Sunday, August 25, 2019

A CERTAIN TYPE OF WHITE PERSON WITH THE MENTALITY OF A PATRÓN

“Most Whites, particularly sociopolitical liberals, now endorse racial equality. Archival and experimental research reveals a subtle but persistent ironic consequence: White liberals self-present less competence to minorities than to other Whites—that is, they patronize minorities stereotyped as lower status and less competent.” (Tyler Cowen.”The competence downshift.” Data Source Political Science. March 15, 2019)

Not only do white liberals conceptuallty and linguistically patronize minorities, they assume a certain role when in positions of real or assumed authority. Among white leftist and liberals there is a certain type who, in order to prove to himself that he is not a racist, treats everyone equally, would make sure that he will not prevent himself from scolding a brown or black person in public, just as he would a white one. Some of her friends are Yorubas or Mexican or Chinese, therefore some of her values are not racist-based. What that type of person does not realize is that in order to demonstrate his impartiality, he makes a great effort to be the hardest judge disregarding at times the context, when evaluating a person of a different ethnicity or skin color. Some of them live in my Coop in the Heights and some were my colleagues at CCNY. In Puerto Rico I met their version. Prior to knowing my “jíbarería”, I was considered part of their “group”, and they dared to show their true selves and say things like, “yo no discrimino, pero a ese hay que dejarle saber”, to project a certain attitude, value. I have a neighbor who talks to the Latino cashier and bagmen in the market as if they were her servants, in what seems like a friendly manner, but the haughty tone is there. As I waited for a friend in the lobby of my building in a Harlem neighborhood, a white man stood by the mailboxes and package tables, staring, not moving at all, at whom I think is an Indian guy, a neighbor, who was checking if he had any mails on the tables. The white guy kept his position until the man of color left. Was he making sure the dark skin man was not going to steal the mail, since he left the area immediately and did not check his own mail? The woman at the market and the white man at the lobby, most probably, do not see themselves as racists. In the White Supremacist world they are part of a continuum.

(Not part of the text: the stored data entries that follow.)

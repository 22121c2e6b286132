use std::collections::BTreeMap;
use std::fmt;

use chrono::{DateTime, NaiveDate, Utc};
use serde::{Deserialize, Serialize};
use serde_json::{Map, Value};

/// Upstream system a batch was fetched from.
#[derive(Debug, Clone, Copy, PartialEq, Eq, PartialOrd, Ord, Hash, Serialize, Deserialize)]
#[serde(rename_all = "snake_case")]
pub enum SourceId {
    /// Student information system. System of record for identity fields.
    Oracle,
    /// HR / careers platform. Students and job postings.
    Workday,
    /// Engagement analytics. Enrichment only.
    Tableau,
}

impl SourceId {
    pub fn as_str(&self) -> &'static str {
        match self {
            SourceId::Oracle => "oracle",
            SourceId::Workday => "workday",
            SourceId::Tableau => "tableau",
        }
    }

    pub fn parse(s: &str) -> Option<Self> {
        match s.trim().to_ascii_lowercase().as_str() {
            "oracle" => Some(SourceId::Oracle),
            "workday" => Some(SourceId::Workday),
            "tableau" => Some(SourceId::Tableau),
            _ => None,
        }
    }
}

impl fmt::Display for SourceId {
    fn fmt(&self, f: &mut fmt::Formatter<'_>) -> fmt::Result {
        f.write_str(self.as_str())
    }
}

#[derive(Debug, Clone, Copy, PartialEq, Eq, PartialOrd, Ord, Hash, Serialize, Deserialize)]
#[serde(rename_all = "snake_case")]
pub enum RecordKind {
    Student,
    Course,
    Enrollment,
    AcademicRecord,
    AcademicProgram,
    JobPosting,
    StudentAnalytics,
    JobMarketTrend,
}

impl RecordKind {
    pub fn as_str(&self) -> &'static str {
        match self {
            RecordKind::Student => "student",
            RecordKind::Course => "course",
            RecordKind::Enrollment => "enrollment",
            RecordKind::AcademicRecord => "academic_record",
            RecordKind::AcademicProgram => "academic_program",
            RecordKind::JobPosting => "job_posting",
            RecordKind::StudentAnalytics => "student_analytics",
            RecordKind::JobMarketTrend => "job_market_trend",
        }
    }

    /// Kinds that describe a student and take part in profile unification.
    pub fn is_student_facing(&self) -> bool {
        matches!(self, RecordKind::Student | RecordKind::StudentAnalytics)
    }
}

impl fmt::Display for RecordKind {
    fn fmt(&self, f: &mut fmt::Formatter<'_>) -> fmt::Result {
        f.write_str(self.as_str())
    }
}

/// One un-normalized row as handed over by a fetch client.
#[derive(Debug, Clone, Serialize, Deserialize)]
pub struct RawRecord {
    pub source_id: SourceId,
    pub record_kind: RecordKind,
    pub fields: Map<String, Value>,
}

/// A fully-materialized batch for one (source, kind) pair.
#[derive(Debug, Clone, Serialize, Deserialize)]
pub struct RawBatch {
    pub source_id: SourceId,
    pub record_kind: RecordKind,
    #[serde(default)]
    pub records: Vec<Map<String, Value>>,
}

impl RawBatch {
    pub fn into_records(self) -> Vec<RawRecord> {
        let (source_id, record_kind) = (self.source_id, self.record_kind);
        self.records
            .into_iter()
            .map(|fields| RawRecord {
                source_id,
                record_kind,
                fields,
            })
            .collect()
    }
}

/// A normalized cell value. `Missing` is the explicit marker that replaces
/// anything malformed; it serializes as `null`.
#[derive(Debug, Clone, PartialEq, Serialize, Deserialize, Default)]
#[serde(untagged)]
pub enum FieldValue {
    #[default]
    Missing,
    Number(f64),
    Date(NaiveDate),
    Text(String),
    List(Vec<String>),
}

impl FieldValue {
    pub fn is_missing(&self) -> bool {
        matches!(self, FieldValue::Missing)
    }

    /// Missing, or text or a list that normalized down to nothing.
    pub fn is_blank(&self) -> bool {
        match self {
            FieldValue::Missing => true,
            FieldValue::Text(s) => s.is_empty(),
            FieldValue::List(items) => items.is_empty(),
            _ => false,
        }
    }

    pub fn as_text(&self) -> Option<&str> {
        match self {
            FieldValue::Text(s) => Some(s.as_str()),
            _ => None,
        }
    }

    pub fn as_number(&self) -> Option<f64> {
        match self {
            FieldValue::Number(n) => Some(*n),
            _ => None,
        }
    }

    pub fn as_list(&self) -> Option<&[String]> {
        match self {
            FieldValue::List(items) => Some(items.as_slice()),
            _ => None,
        }
    }

    /// String form used by pattern rules and duplicate detection.
    pub fn to_plain_string(&self) -> String {
        match self {
            FieldValue::Missing => String::new(),
            FieldValue::Number(n) => format_number(*n),
            FieldValue::Date(d) => d.format("%Y-%m-%d").to_string(),
            FieldValue::Text(s) => s.clone(),
            FieldValue::List(items) => items.join(","),
        }
    }

    /// Stable key distinguishing values of different shapes.
    pub fn canonical_key(&self) -> String {
        match self {
            FieldValue::Missing => "m:".to_string(),
            FieldValue::Number(n) => format!("n:{}", format_number(*n)),
            FieldValue::Date(d) => format!("d:{d}"),
            FieldValue::Text(s) => format!("t:{s}"),
            FieldValue::List(items) => format!("l:{}", items.join("\u{1f}")),
        }
    }
}

fn format_number(n: f64) -> String {
    if n.fract() == 0.0 && n.abs() < 1e15 {
        format!("{}", n as i64)
    } else {
        n.to_string()
    }
}

/// A raw record after normalization and validation substitution.
#[derive(Debug, Clone, PartialEq, Serialize)]
pub struct CleanedRecord {
    pub source_id: SourceId,
    pub record_kind: RecordKind,
    pub fields: BTreeMap<String, FieldValue>,
    /// Stamped after cleaning; excluded from duplicate detection.
    #[serde(skip_serializing_if = "Option::is_none")]
    pub transformed_at: Option<DateTime<Utc>>,
}

impl CleanedRecord {
    pub fn new(source_id: SourceId, record_kind: RecordKind) -> Self {
        Self {
            source_id,
            record_kind,
            fields: BTreeMap::new(),
            transformed_at: None,
        }
    }

    pub fn get(&self, field: &str) -> Option<&FieldValue> {
        self.fields.get(field)
    }

    pub fn text(&self, field: &str) -> Option<&str> {
        self.get(field)
            .and_then(FieldValue::as_text)
            .filter(|s| !s.is_empty())
    }

    pub fn number(&self, field: &str) -> Option<f64> {
        self.get(field).and_then(FieldValue::as_number)
    }

    pub fn list(&self, field: &str) -> &[String] {
        self.get(field).and_then(FieldValue::as_list).unwrap_or(&[])
    }

    pub fn set(&mut self, field: &str, value: FieldValue) {
        self.fields.insert(field.to_string(), value);
    }

    pub fn data_source(&self) -> &'static str {
        self.source_id.as_str()
    }
}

“educated (white) elites who look down on those (minorities) with less education and deem them unable or unworthy of being able to make personal decisions for their own lives.” Nikki Johnson Houston. “The Culture Of The Smug White Liberal.” The Huffington Post. August 18, 2017)

This power game is not limited to class-skin color differences as might have been the case at the market nor linear or asymmetrical as what could have happened at the building's lobby. Often, it becomes a tool that the person of color uses to get ahead, to obtain benefits from that type of white person. In this blog there is the story titled “The Gringo Bully”, describing a similar case. What that story does not tell is that the Gringo Bully, a white man, was an instrument used by a Puerto Rican woman who wanted to exercise power over other colleagues. When meeting with the Puerto Rican colleagues, she pretended to be "solidaria." Years later, the white male liberal realized what had happened, and at a different college, "spit the beans." That type of white person becomes a tool. In the Gringo Bully story, the white man was a means to gain control, to hold petite academic bureaucratic power. In return the white person used the Puerto Rican woman to try to get ahead in the “system”, and to prove to himself that he was a believer in "equal opportunity". Unfortunately, he did not, as the Puerto Rican was using him too, until no longer necessary. He had to go someplace else. 

These power-related dynamics do happen among groups who are of the same skin  color and ethnic background, previously documented and posted in some entries on this blog, reduced to the line from one of Facundo Cabral's songs, "Pobrecito mi patrón, piensa que el pobre soy yo."